• _What is needed_
Please reproduce each line of the data below exactly as shown.
***** Dataset records *****
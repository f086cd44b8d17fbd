//! Error types for courier.

use thiserror::Error;

/// Result type alias using courier's Error type.
pub type Result<T> = std::result::Result<T, Error>;

/// Core error type for courier operations.
#[derive(Error, Debug)]
pub enum Error {
    /// Database operation failed (wraps sqlx::Error)
    #[error("Database error: {0}")]
    Database(#[from] sqlx::Error),

    /// Resource not found
    #[error("Not found: {0}")]
    NotFound(String),

    /// User not found
    #[error("User not found: {0}")]
    UserNotFound(uuid::Uuid),

    /// Message not found
    #[error("Message not found: {0}")]
    MessageNotFound(uuid::Uuid),

    /// Conversation not found
    #[error("Conversation not found: {0}")]
    ConversationNotFound(uuid::Uuid),

    /// Input rejected before any persistence
    #[error("Validation error: {0}")]
    Validation(String),

    /// Two writers raced and the store could not serialize them
    #[error("Conflict: {0}")]
    Conflict(String),

    /// Connection/lock timeout; eligible for bounded retry at the adapter
    #[error("Transient store error: {0}")]
    Transient(String),

    /// Serialization/deserialization error
    #[error("Serialization error: {0}")]
    Serialization(String),

    /// Configuration error
    #[error("Configuration error: {0}")]
    Config(String),

    /// Internal error
    #[error("Internal error: {0}")]
    Internal(String),

    /// File I/O operation failed
    #[error("I/O error: {0}")]
    Io(#[from] std::io::Error),
}

/// Stable error classification for request-layer status mapping.
///
/// The core knows nothing about HTTP; callers match on the kind (plus the
/// offending id carried by the variant) to pick a response status.
#[derive(Debug, Clone, Copy, PartialEq, Eq)]
pub enum ErrorKind {
    NotFound,
    Validation,
    Conflict,
    Transient,
    Internal,
}

impl ErrorKind {
    /// Snake_case name for structured logs and wire payloads.
    pub fn as_str(&self) -> &'static str {
        match self {
            ErrorKind::NotFound => "not_found",
            ErrorKind::Validation => "validation",
            ErrorKind::Conflict => "conflict",
            ErrorKind::Transient => "transient",
            ErrorKind::Internal => "internal",
        }
    }
}

impl Error {
    /// Classify this error for the request layer.
    pub fn kind(&self) -> ErrorKind {
        match self {
            Error::NotFound(_)
            | Error::UserNotFound(_)
            | Error::MessageNotFound(_)
            | Error::ConversationNotFound(_) => ErrorKind::NotFound,
            Error::Validation(_) => ErrorKind::Validation,
            Error::Conflict(_) => ErrorKind::Conflict,
            Error::Transient(_) => ErrorKind::Transient,
            Error::Database(e) if is_transient_sqlx(e) => ErrorKind::Transient,
            Error::Database(_)
            | Error::Serialization(_)
            | Error::Config(_)
            | Error::Internal(_)
            | Error::Io(_) => ErrorKind::Internal,
        }
    }

    /// Whether the adapter may retry this error with backoff.
    ///
    /// Only connection/lock timeouts qualify; everything else propagates on
    /// the first failure.
    pub fn is_transient(&self) -> bool {
        self.kind() == ErrorKind::Transient
    }
}

fn is_transient_sqlx(e: &sqlx::Error) -> bool {
    matches!(
        e,
        sqlx::Error::PoolTimedOut | sqlx::Error::Io(_) | sqlx::Error::PoolClosed
    )
}

impl From<serde_json::Error> for Error {
    fn from(e: serde_json::Error) -> Self {
        Error::Serialization(e.to_string())
    }
}

#[cfg(test)]
mod tests {
    use super::*;
    use uuid::Uuid;

    #[test]
    fn test_error_display_not_found() {
        let err = Error::NotFound("test resource".to_string());
        assert_eq!(err.to_string(), "Not found: test resource");
    }

    #[test]
    fn test_error_display_user_not_found() {
        let id = Uuid::nil();
        let err = Error::UserNotFound(id);
        assert_eq!(err.to_string(), format!("User not found: {}", id));
    }

    #[test]
    fn test_error_display_message_not_found() {
        let id = Uuid::new_v4();
        let err = Error::MessageNotFound(id);
        assert!(err.to_string().contains(&id.to_string()));
    }

    #[test]
    fn test_error_display_conversation_not_found() {
        let id = Uuid::nil();
        let err = Error::ConversationNotFound(id);
        assert_eq!(err.to_string(), format!("Conversation not found: {}", id));
    }

    #[test]
    fn test_error_display_validation() {
        let err = Error::Validation("empty body".to_string());
        assert_eq!(err.to_string(), "Validation error: empty body");
    }

    #[test]
    fn test_error_display_conflict() {
        let err = Error::Conflict("concurrent edit".to_string());
        assert_eq!(err.to_string(), "Conflict: concurrent edit");
    }

    #[test]
    fn test_error_display_transient() {
        let err = Error::Transient("lock timeout".to_string());
        assert_eq!(err.to_string(), "Transient store error: lock timeout");
    }

    #[test]
    fn test_kind_not_found_variants() {
        assert_eq!(
            Error::UserNotFound(Uuid::nil()).kind(),
            ErrorKind::NotFound
        );
        assert_eq!(
            Error::MessageNotFound(Uuid::nil()).kind(),
            ErrorKind::NotFound
        );
        assert_eq!(
            Error::ConversationNotFound(Uuid::nil()).kind(),
            ErrorKind::NotFound
        );
        assert_eq!(
            Error::NotFound("x".to_string()).kind(),
            ErrorKind::NotFound
        );
    }

    #[test]
    fn test_kind_as_str() {
        assert_eq!(ErrorKind::NotFound.as_str(), "not_found");
        assert_eq!(ErrorKind::Validation.as_str(), "validation");
        assert_eq!(ErrorKind::Conflict.as_str(), "conflict");
        assert_eq!(ErrorKind::Transient.as_str(), "transient");
        assert_eq!(ErrorKind::Internal.as_str(), "internal");
    }

    #[test]
    fn test_transient_classification() {
        assert!(Error::Transient("timeout".to_string()).is_transient());
        assert!(Error::Database(sqlx::Error::PoolTimedOut).is_transient());
        assert!(!Error::Validation("bad".to_string()).is_transient());
        assert!(!Error::UserNotFound(Uuid::nil()).is_transient());
    }

    #[test]
    fn test_from_serde_json_error() {
        let json_err = serde_json::from_str::<i32>("not a number");
        assert!(json_err.is_err());

        let err: Error = json_err.unwrap_err().into();
        match err {
            Error::Serialization(msg) => {
                assert!(!msg.is_empty());
            }
            _ => panic!("Expected Serialization error"),
        }
    }

    #[test]
    fn test_result_type_ok() {
        fn get_result() -> Result<i32> {
            Ok(42)
        }
        let result = get_result();
        assert!(result.is_ok());
        assert_eq!(result.unwrap(), 42);
    }

    #[test]
    fn test_error_is_send_sync() {
        fn assert_send<T: Send>() {}
        fn assert_sync<T: Sync>() {}

        assert_send::<Error>();
        assert_sync::<Error>();
    }

    #[test]
    fn test_error_debug_format() {
        let err = Error::NotFound("test".to_string());
        let debug_str = format!("{:?}", err);
        assert!(debug_str.contains("NotFound"));
    }
}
*****
• _Task result_
repository f086cd44b8d17fbd
//! Error types for courier.

use thiserror::Error;

/// Result type alias using courier's Error type.
pub type Result<T> = std::result::Result<T, Error>;

/// Core error type for courier operations.
#[derive(Error, Debug)]
pub enum Error {
    /// Database operation failed (wraps sqlx::Error)
    #[error("Database error: {0}")]
    Database(#[from] sqlx::Error),

    /// Resource not found
    #[error("Not found: {0}")]
    NotFound(String),

    /// User not found
    #[error("User not found: {0}")]
    UserNotFound(uuid::Uuid),

    /// Message not found
    #[error("Message not found: {0}")]
    MessageNotFound(uuid::Uuid),

    /// Conversation not found
    #[error("Conversation not found: {0}")]
    ConversationNotFound(uuid::Uuid),

    /// Input rejected before any persistence
    #[error("Validation error: {0}")]
    Validation(String),

    /// Two writers raced and the store could not serialize them
    #[error("Conflict: {0}")]
    Conflict(String),

    /// Connection/lock timeout; eligible for bounded retry at the adapter
    #[error("Transient store error: {0}")]
    Transient(String),

    /// Serialization/deserialization error
    #[error("Serialization error: {0}")]
    Serialization(String),

    /// Configuration error
    #[error("Configuration error: {0}")]
    Config(String),

    /// Internal error
    #[error("Internal error: {0}")]
    Internal(String),

    /// File I/O operation failed
    #[error("I/O error: {0}")]
    Io(#[from] std::io::Error),
}

/// Stable error classification for request-layer status mapping.
///
/// The core knows nothing about HTTP; callers match on the kind (plus the
/// offending id carried by the variant) to pick a response status.
#[derive(Debug, Clone, Copy, PartialEq, Eq)]
pub enum ErrorKind {
    NotFound,
    Validation,
    Conflict,
    Transient,
    Internal,
}

impl ErrorKind {
    /// Snake_case name for structured logs and wire payloads.
    pub fn as_str(&self) -> &'static str {
        match self {
            ErrorKind::NotFound => "not_found",
            ErrorKind::Validation => "validation",
            ErrorKind::Conflict => "conflict",
            ErrorKind::Transient => "transient",
            ErrorKind::Internal => "internal",
        }
    }
}

impl Error {
    /// Classify this error for the request layer.
    pub fn kind(&self) -> ErrorKind {
        match self {
            Error::NotFound(_)
            | Error::UserNotFound(_)
            | Error::MessageNotFound(_)
            | Error::ConversationNotFound(_) => ErrorKind::NotFound,
            Error::Validation(_) => ErrorKind::Validation,
            Error::Conflict(_) => ErrorKind::Conflict,
            Error::Transient(_) => ErrorKind::Transient,
            Error::Database(e) if is_transient_sqlx(e) => ErrorKind::Transient,
            Error::Database(_)
            | Error::Serialization(_)
            | Error::Config(_)
            | Error::Internal(_)
            | Error::Io(_) => ErrorKind::Internal,
        }
    }

    /// Whether the adapter may retry this error with backoff.
    ///
    /// Only connection/lock timeouts qualify; everything else propagates on
    /// the first failure.
    pub fn is_transient(&self) -> bool {
        self.kind() == ErrorKind::Transient
    }
}

fn is_transient_sqlx(e: &sqlx::Error) -> bool {
    matches!(
        e,
        sqlx::Error::PoolTimedOut | sqlx::Error::Io(_) | sqlx::Error::PoolClosed
    )
}

impl From<serde_json::Error> for Error {
    fn from(e: serde_json::Error) -> Self {
        Error::Serialization(e.to_string())
    }
}

#[cfg(test)]
mod tests {
    use super::*;
    use uuid::Uuid;

    #[test]
    fn test_error_display_not_found() {
        let err = Error::NotFound("test resource".to_string());
        assert_eq!(err.to_string(), "Not found: test resource");
    }

    #[test]
    fn test_error_display_user_not_found() {
        let id = Uuid::nil();
        let err = Error::UserNotFound(id);
        assert_eq!(err.to_string(), format!("User not found: {}", id));
    }

    #[test]
    fn test_error_display_message_not_found() {
        let id = Uuid::new_v4();
        let err = Error::MessageNotFound(id);
        assert!(err.to_string().contains(&id.to_string()));
    }

    #[test]
    fn test_error_display_conversation_not_found() {
        let id = Uuid::nil();
        let err = Error::ConversationNotFound(id);
        assert_eq!(err.to_string(), format!("Conversation not found: {}", id));
    }

    #[test]
    fn test_error_display_validation() {
        let err = Error::Validation("empty body".to_string());
        assert_eq!(err.to_string(), "Validation error: empty body");
    }

    #[test]
    fn test_error_display_conflict() {
        let err = Error::Conflict("concurrent edit".to_string());
        assert_eq!(err.to_string(), "Conflict: concurrent edit");
    }

    #[test]
    fn test_error_display_transient() {
        let err = Error::Transient("lock timeout".to_string());
        assert_eq!(err.to_string(), "Transient store error: lock timeout");
    }

    #[test]
    fn test_kind_not_found_variants() {
        assert_eq!(
            Error::UserNotFound(Uuid::nil()).kind(),
            ErrorKind::NotFound
        );
        assert_eq!(
            Error::MessageNotFound(Uuid::nil()).kind(),
            ErrorKind::NotFound
        );
        assert_eq!(
            Error::ConversationNotFound(Uuid::nil()).kind(),
            ErrorKind::NotFound
        );
        assert_eq!(
            Error::NotFound("x".to_string()).kind(),
            ErrorKind::NotFound
        );
    }

    #[test]
    fn test_kind_as_str() {
        assert_eq!(ErrorKind::NotFound.as_str(), "not_found");
        assert_eq!(ErrorKind::Validation.as_str(), "validation");
        assert_eq!(ErrorKind::Conflict.as_str(), "conflict");
        assert_eq!(ErrorKind::Transient.as_str(), "transient");
        assert_eq!(ErrorKind::Internal.as_str(), "internal");
    }

    #[test]
    fn test_transient_classification() {
        assert!(Error::Transient("timeout".to_string()).is_transient());
        assert!(Error::Database(sqlx::Error::PoolTimedOut).is_transient());
        assert!(!Error::Validation("bad".to_string()).is_transient());
        assert!(!Error::UserNotFound(Uuid::nil()).is_transient());
    }

    #[test]
    fn test_from_serde_json_error() {
        let json_err = serde_json::from_str::<i32>("not a number");
        assert!(json_err.is_err());

        let err: Error = json_err.unwrap_err().into();
        match err {
            Error::Serialization(msg) => {
                assert!(!msg.is_empty());
            }
            _ => panic!("Expected Serialization error"),
        }
    }

    #[test]
    fn test_result_type_ok() {
        fn get_result() -> Result<i32> {
            Ok(42)
        }
        let result = get_result();
        assert!(result.is_ok());
        assert_eq!(result.unwrap(), 42);
    }

    #[test]
    fn test_error_is_send_sync() {
        fn assert_send<T: Send>() {}
        fn assert_sync<T: Sync>() {}

        assert_send::<Error>();
        assert_sync::<Error>();
    }

    #[test]
    fn test_error_debug_format() {
        let err = Error::NotFound("test".to_string());
        let debug_str = format!("{:?}", err);
        assert!(debug_str.contains("NotFound"));
    }
}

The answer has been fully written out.